___ Records supplied ___

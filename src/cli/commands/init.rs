//! `bomcost init` command - Initialize a new bomcost project

use console::style;
use miette::{IntoDiagnostic, Result};

use crate::cli::GlobalOpts;
use crate::core::project::{Project, ProjectError};
use crate::core::store::SqliteStore;

#[derive(clap::Args, Debug)]
pub struct InitArgs {
    /// Directory to initialize (default: current directory)
    #[arg(default_value = ".")]
    pub path: std::path::PathBuf,

    /// Rewrite the default config even if .bomcost/ already exists
    #[arg(long)]
    pub force: bool,
}

pub fn run(args: InitArgs, global: &GlobalOpts) -> Result<()> {
    let path = if args.path.as_os_str() == "." {
        std::env::current_dir().into_diagnostic()?
    } else {
        args.path.clone()
    };

    if !path.exists() {
        std::fs::create_dir_all(&path).into_diagnostic()?;
        if !global.quiet {
            println!(
                "{} Created directory {}",
                style("✓").green(),
                style(path.display()).cyan()
            );
        }
    }

    let project = if args.force {
        Project::init_force(&path)
    } else {
        Project::init(&path)
    };

    match project {
        Ok(project) => {
            // Opening the store creates the catalog schema
            SqliteStore::for_project(&project).into_diagnostic()?;

            if global.quiet {
                return Ok(());
            }
            println!(
                "{} Initialized bomcost project at {}",
                style("✓").green(),
                style(project.root().display()).cyan()
            );
            println!();
            println!("Created:");
            println!("  {}", style(".bomcost/config.yaml").dim());
            println!("  {}", style(".bomcost/catalog.db").dim());
            println!();
            println!("Next steps:");
            println!(
                "  {} Register a component family",
                style("bomcost fam new <NAME>").yellow()
            );
            println!(
                "  {} Add a part with its purchase cost",
                style("bomcost nom new --family <NAME> --cost <COST>").yellow()
            );
            Ok(())
        }
        Err(ProjectError::AlreadyExists(path)) => {
            println!(
                "{} bomcost project already exists at {}",
                style("!").yellow(),
                style(path.display()).cyan()
            );
            println!();
            println!(
                "Use {} to reinitialize",
                style("bomcost init --force").yellow()
            );
            Ok(())
        }
        Err(e) => Err(miette::miette!("{}", e)),
    }
}
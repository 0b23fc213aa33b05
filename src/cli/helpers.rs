//! Shared helper functions for CLI commands
//!
//! Project and catalog opening, argument resolution and small formatting
//! helpers used across command modules.

use miette::{IntoDiagnostic, Result};
use serde::Serialize;

use crate::cli::{GlobalOpts, OutputFormat};
use crate::core::catalog::Catalog;
use crate::core::config::Config;
use crate::core::identity::EntityId;
use crate::core::project::Project;
use crate::core::rollup::{RollupOutcome, RollupSettings};
use crate::core::store::SqliteStore;

/// An opened project with its configuration and catalog
pub struct Session {
    pub project: Project,
    pub config: Config,
    pub catalog: Catalog<SqliteStore>,
}

/// Locate the project named by `--project`, or the one around the cwd
pub fn find_project(global: &GlobalOpts) -> Result<Project> {
    let found = match &global.project {
        Some(path) => Project::discover_from(path),
        None => Project::discover(),
    };
    found.map_err(|e| miette::miette!("{}", e))
}

/// Open the project, its layered config and its catalog database
pub fn open_session(global: &GlobalOpts) -> Result<Session> {
    let project = find_project(global)?;
    let config = Config::load_for(Some(&project));
    let store = SqliteStore::for_project(&project).into_diagnostic()?;
    let catalog = Catalog::new(store, RollupSettings::from_config(&config));
    Ok(Session {
        project,
        config,
        catalog,
    })
}

/// The effective output format: flag, then config, then the command's default
pub fn output_format(global: &GlobalOpts, config: &Config, fallback: OutputFormat) -> OutputFormat {
    let configured = config
        .default_format
        .as_deref()
        .and_then(|f| f.parse::<OutputFormat>().ok())
        .unwrap_or(OutputFormat::Auto);
    global.format.or(configured).or(fallback)
}

/// Print any serializable value as JSON or YAML
pub fn print_structured<T: Serialize>(value: &T, format: OutputFormat) -> Result<()> {
    match format {
        OutputFormat::Yaml => {
            print!("{}", serde_yml::to_string(value).into_diagnostic()?);
        }
        _ => {
            println!("{}", serde_json::to_string_pretty(value).into_diagnostic()?);
        }
    }
    Ok(())
}

/// Two-decimal money display
pub fn format_cost(value: f64) -> String {
    format!("{:.2}", value)
}

/// Compact quantity display: integers without decimals
pub fn format_qty(value: f64) -> String {
    if value.fract() == 0.0 && value.abs() < 1e15 {
        format!("{}", value as i64)
    } else {
        format!("{}", value)
    }
}

/// Format an EntityId for display, truncating if too long
///
/// IDs longer than 16 characters are truncated to 13 chars with "..." suffix.
pub fn format_short_id(id: &EntityId) -> String {
    let s = id.to_string();
    if s.len() > 16 {
        format!("{}...", &s[..13])
    } else {
        s
    }
}

/// Truncate a string to max_len, adding "..." if truncated
pub fn truncate_str(s: &str, max_len: usize) -> String {
    if s.chars().count() <= max_len {
        s.to_string()
    } else {
        let kept: String = s.chars().take(max_len.saturating_sub(3)).collect();
        format!("{}...", kept)
    }
}

/// Escape a string for CSV output
///
/// Handles commas, quotes, and newlines according to RFC 4180.
pub fn escape_csv(s: &str) -> String {
    if s.contains(',') || s.contains('"') || s.contains('\n') {
        format!("\"{}\"", s.replace('"', "\"\""))
    } else {
        s.to_string()
    }
}

/// One-line summary of what a rollup touched
pub fn print_rollup_summary(outcome: &RollupOutcome, global: &GlobalOpts) {
    if global.quiet || outcome.roots.is_empty() {
        return;
    }
    println!(
        "{} Recomputed {} node(s) under {} root(s)",
        console::style("↻").cyan(),
        outcome.recomputed,
        outcome.roots.len()
    );
    for root in &outcome.roots {
        println!(
            "   {} {}",
            console::style(root.id.to_string()).cyan(),
            format_cost(root.total_cost)
        );
    }
}

#[cfg(test)]
mod tests {
    use super::*;
    use crate::core::identity::EntityPrefix;

    fn global(format: OutputFormat) -> GlobalOpts {
        GlobalOpts {
            format,
            quiet: false,
            verbose: false,
            project: None,
        }
    }

    #[test]
    fn test_format_short_id() {
        let id = EntityId::new(EntityPrefix::Nom);
        let formatted = format_short_id(&id);
        // ULID IDs are 30 chars (3 prefix + 1 dash + 26 ULID), so should truncate
        assert!(formatted.len() <= 16);
        assert!(formatted.ends_with("..."));
    }

    #[test]
    fn test_truncate_str() {
        assert_eq!(truncate_str("hello", 10), "hello");
        assert_eq!(truncate_str("hello world", 8), "hello...");
        assert_eq!(truncate_str("hi", 2), "hi");
        assert_eq!(truncate_str("Болт М8 оцинк", 7), "Болт...");
    }

    #[test]
    fn test_escape_csv() {
        assert_eq!(escape_csv("simple"), "simple");
        assert_eq!(escape_csv("with,comma"), "\"with,comma\"");
        assert_eq!(escape_csv("with\"quote"), "\"with\"\"quote\"");
    }

    #[test]
    fn test_number_formatting() {
        assert_eq!(format_cost(17.0), "17.00");
        assert_eq!(format_cost(0.126), "0.13");
        assert_eq!(format_qty(4.0), "4");
        assert_eq!(format_qty(2.5), "2.5");
    }

    #[test]
    fn test_output_format_precedence() {
        let config = Config {
            default_format: Some("json".into()),
            ..Default::default()
        };
        assert_eq!(
            output_format(&global(OutputFormat::Auto), &config, OutputFormat::Tsv),
            OutputFormat::Json
        );
        assert_eq!(
            output_format(&global(OutputFormat::Csv), &config, OutputFormat::Tsv),
            OutputFormat::Csv
        );
        assert_eq!(
            output_format(&global(OutputFormat::Auto), &Config::default(), OutputFormat::Tsv),
            OutputFormat::Tsv
        );
    }
}
//! At-rest verification of the derived cost fields

use std::collections::HashMap;
use std::fmt;

use serde::Serialize;

use super::costs_match;
use super::propagate::mean;
use crate::core::identity::EntityId;
use crate::core::store::{Store, StoreError};

/// A derived field that disagrees with the values it is derived from
#[derive(Debug, Clone, PartialEq, Serialize)]
#[serde(tag = "kind", rename_all = "snake_case")]
pub enum Violation {
    /// total_cost != purchase_cost + material_cost
    NodeTotal {
        id: EntityId,
        expected: f64,
        found: f64,
    },
    /// material_cost != sum of line totals
    MaterialCost {
        id: EntityId,
        expected: f64,
        found: f64,
    },
    /// cost != mean of analog totals
    LineCost {
        id: EntityId,
        expected: f64,
        found: f64,
    },
    /// line_total != quantity * cost
    LineTotal {
        id: EntityId,
        expected: f64,
        found: f64,
    },
    /// An analog outside the line's declared family
    FamilyMismatch {
        line: EntityId,
        analog: EntityId,
    },
}

impl Violation {
    /// Family mismatches are advisory unless enforcement is on
    pub fn is_cost_error(&self) -> bool {
        !matches!(self, Violation::FamilyMismatch { .. })
    }
}

impl fmt::Display for Violation {
    fn fmt(&self, f: &mut fmt::Formatter<'_>) -> fmt::Result {
        match self {
            Violation::NodeTotal { id, expected, found } => {
                write!(f, "{}: total_cost {} != purchase + material {}", id, found, expected)
            }
            Violation::MaterialCost { id, expected, found } => {
                write!(f, "{}: material_cost {} != sum of lines {}", id, found, expected)
            }
            Violation::LineCost { id, expected, found } => {
                write!(f, "{}: cost {} != analog mean {}", id, found, expected)
            }
            Violation::LineTotal { id, expected, found } => {
                write!(f, "{}: line_total {} != quantity x cost {}", id, found, expected)
            }
            Violation::FamilyMismatch { line, analog } => {
                write!(f, "{}: analog {} is outside the line's family", line, analog)
            }
        }
    }
}

/// Compare every stored derived field against its inputs
///
/// Uses stored values only; nothing is recomputed or written.
pub fn verify<S: Store>(store: &S) -> Result<Vec<Violation>, StoreError> {
    let nodes = store.nomenclatures()?;
    let by_id: HashMap<&EntityId, _> = nodes.iter().map(|n| (&n.id, n)).collect();
    let mut violations = Vec::new();

    for node in &nodes {
        let expected = node.purchase_cost + node.material_cost;
        if !costs_match(expected, node.total_cost) {
            violations.push(Violation::NodeTotal {
                id: node.id.clone(),
                expected,
                found: node.total_cost,
            });
        }

        let lines = store.lines_owned_by(&node.id)?;
        let material: f64 = lines.iter().map(|l| l.line_total).sum();
        if !costs_match(material, node.material_cost) {
            violations.push(Violation::MaterialCost {
                id: node.id.clone(),
                expected: material,
                found: node.material_cost,
            });
        }

        for line in &lines {
            let mut sum = 0.0;
            for analog in &line.analogs {
                match by_id.get(analog) {
                    Some(n) => {
                        sum += n.total_cost;
                        if n.family != line.family {
                            violations.push(Violation::FamilyMismatch {
                                line: line.id.clone(),
                                analog: analog.clone(),
                            });
                        }
                    }
                    None => return Err(StoreError::NotFound(analog.clone())),
                }
            }
            let cost = mean(sum, line.analogs.len());
            if !costs_match(cost, line.cost) {
                violations.push(Violation::LineCost {
                    id: line.id.clone(),
                    expected: cost,
                    found: line.cost,
                });
            }
            let total = line.quantity * line.cost;
            if !costs_match(total, line.line_total) {
                violations.push(Violation::LineTotal {
                    id: line.id.clone(),
                    expected: total,
                    found: line.line_total,
                });
            }
        }
    }

    Ok(violations)
}

#[cfg(test)]
mod tests {
    use super::*;
    use crate::core::rollup::propagate::Propagator;
    use crate::core::store::MemoryStore;
    use crate::entities::{BomLine, ComponentFamily, Nomenclature};

    fn assembly(store: &mut MemoryStore) -> (Nomenclature, BomLine) {
        let family = ComponentFamily::new("Part");
        store.save_family(&family).unwrap();
        let part = Nomenclature::new(family.id.clone(), "USD").with_purchase_cost(2.0);
        let top = Nomenclature::new(family.id.clone(), "USD").with_purchase_cost(1.0);
        store.save_nomenclature(&part).unwrap();
        store.save_nomenclature(&top).unwrap();
        let line = BomLine::new(top.id.clone(), family.id.clone(), 3.0)
            .with_analogs(vec![part.id.clone()]);
        store.save_bom_line(&line).unwrap();
        (top, line)
    }

    #[test]
    fn test_stale_values_are_reported() {
        let mut store = MemoryStore::new();
        let (top, line) = assembly(&mut store);

        let found = verify(&store).unwrap();
        assert!(found
            .iter()
            .any(|v| matches!(v, Violation::LineCost { id, .. } if *id == line.id)));

        Propagator::new(&mut store, 16).propagate(&top.id).unwrap();
        assert!(verify(&store).unwrap().is_empty());
    }

    #[test]
    fn test_tampered_total_is_reported() {
        let mut store = MemoryStore::new();
        let (top, _) = assembly(&mut store);
        Propagator::new(&mut store, 16).propagate(&top.id).unwrap();

        store.write_node_costs(&top.id, 6.0, 99.0).unwrap();
        let found = verify(&store).unwrap();
        assert_eq!(found.len(), 1);
        assert!(matches!(&found[0], Violation::NodeTotal { id, .. } if *id == top.id));
        assert!(found[0].to_string().contains("total_cost 99"));
    }

    #[test]
    fn test_family_mismatch_is_advisory() {
        let mut store = MemoryStore::new();
        let (top, mut line) = assembly(&mut store);
        let other = ComponentFamily::new("Other");
        store.save_family(&other).unwrap();
        line.family = other.id.clone();
        store.save_bom_line(&line).unwrap();
        Propagator::new(&mut store, 16).propagate(&top.id).unwrap();

        let found = verify(&store).unwrap();
        assert_eq!(found.len(), 1);
        assert!(!found[0].is_cost_error());
    }
}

___

Task prompt:
On how many lines above does the word "push" appear? Answer with that figure only.

Response to the task:
5